TASK REQUIREMENTS: From the records that follow, copy every line in which "fusion" appears.

MATERIAL TO PROCESS:
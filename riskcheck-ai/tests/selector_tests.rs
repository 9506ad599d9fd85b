//! Extraction selector against the scripted arbiter

mod helpers;

use helpers::{adapter, ScriptedJudge};
use riskcheck_ai::fusion::extraction_selector::{select_text, select_visual};
use riskcheck_ai::fusion::{SelectionMethod, SelectorConfig};
use riskcheck_ai::types::{ExtractionResult, ExtractionSource, VisualResult};
use std::sync::Arc;

fn extraction(text: &str) -> ExtractionResult {
    ExtractionResult {
        text: text.to_string(),
        source: ExtractionSource::Ai,
        note: None,
    }
}

#[tokio::test]
async fn test_near_identical_runs_keep_run_one_without_arbitration() {
    let judge = Arc::new(ScriptedJudge::new().with_arbitration_reply("2"));
    let adapter = adapter(judge.clone());

    // 100 vs 97 characters: 3% apart, different content
    let first = extraction(&"a".repeat(100));
    let second = extraction(&"b".repeat(97));
    let selection = select_text(&adapter, "transcription", &first, &second, &SelectorConfig::default()).await;

    assert_eq!(selection.run, 1);
    assert_eq!(selection.method, SelectionMethod::NearIdentical);
    assert_eq!(judge.call_count("generate_text"), 0);
}

#[tokio::test]
async fn test_divergent_runs_follow_arbiter() {
    let judge = Arc::new(ScriptedJudge::new().with_arbitration_reply("Run 2 keeps the captions.\n2"));
    let adapter = adapter(judge.clone());

    let first = extraction("短い");
    let second = extraction("こちらはずっと長い書き起こしです");
    let selection = select_text(&adapter, "transcription", &first, &second, &SelectorConfig::default()).await;

    assert_eq!(selection.run, 2);
    assert_eq!(selection.method, SelectionMethod::Arbitrated);
    assert_eq!(judge.call_count("generate_text"), 1);
}

#[tokio::test]
async fn test_unusable_reply_selects_longer_run() {
    let judge = Arc::new(ScriptedJudge::new().with_arbitration_reply("Both look similar to me."));
    let adapter = adapter(judge);

    let first = extraction("short");
    let second = extraction("a much longer transcript");
    let selection = select_text(&adapter, "ocr", &first, &second, &SelectorConfig::default()).await;

    assert_eq!(selection.run, 2);
    assert_eq!(selection.method, SelectionMethod::LongerFallback);
}

#[tokio::test]
async fn test_selection_is_repeatable() {
    let judge = Arc::new(ScriptedJudge::new().with_arbitration_reply("1"));
    let adapter = adapter(judge);
    let first = extraction("first candidate text");
    let second = extraction("second");
    let config = SelectorConfig::default();

    let a = select_text(&adapter, "ocr", &first, &second, &config).await;
    let b = select_text(&adapter, "ocr", &first, &second, &config).await;
    assert_eq!(a.run, b.run);
    assert_eq!(a.method, b.method);
}

#[tokio::test]
async fn test_empty_visual_runs_are_near_identical() {
    let judge = Arc::new(ScriptedJudge::new());
    let adapter = adapter(judge.clone());

    let selection = select_visual(
        &adapter,
        &VisualResult::default(),
        &VisualResult::default(),
        &SelectorConfig::default(),
    )
    .await;

    assert_eq!(selection.run, 1);
    assert_eq!(judge.call_count("generate_text"), 0);
}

TASK OUTPUT:
use riskcheck_ai::fusion::extraction_selector::{select_text, select_visual};
use riskcheck_ai::fusion::{SelectionMethod, SelectorConfig};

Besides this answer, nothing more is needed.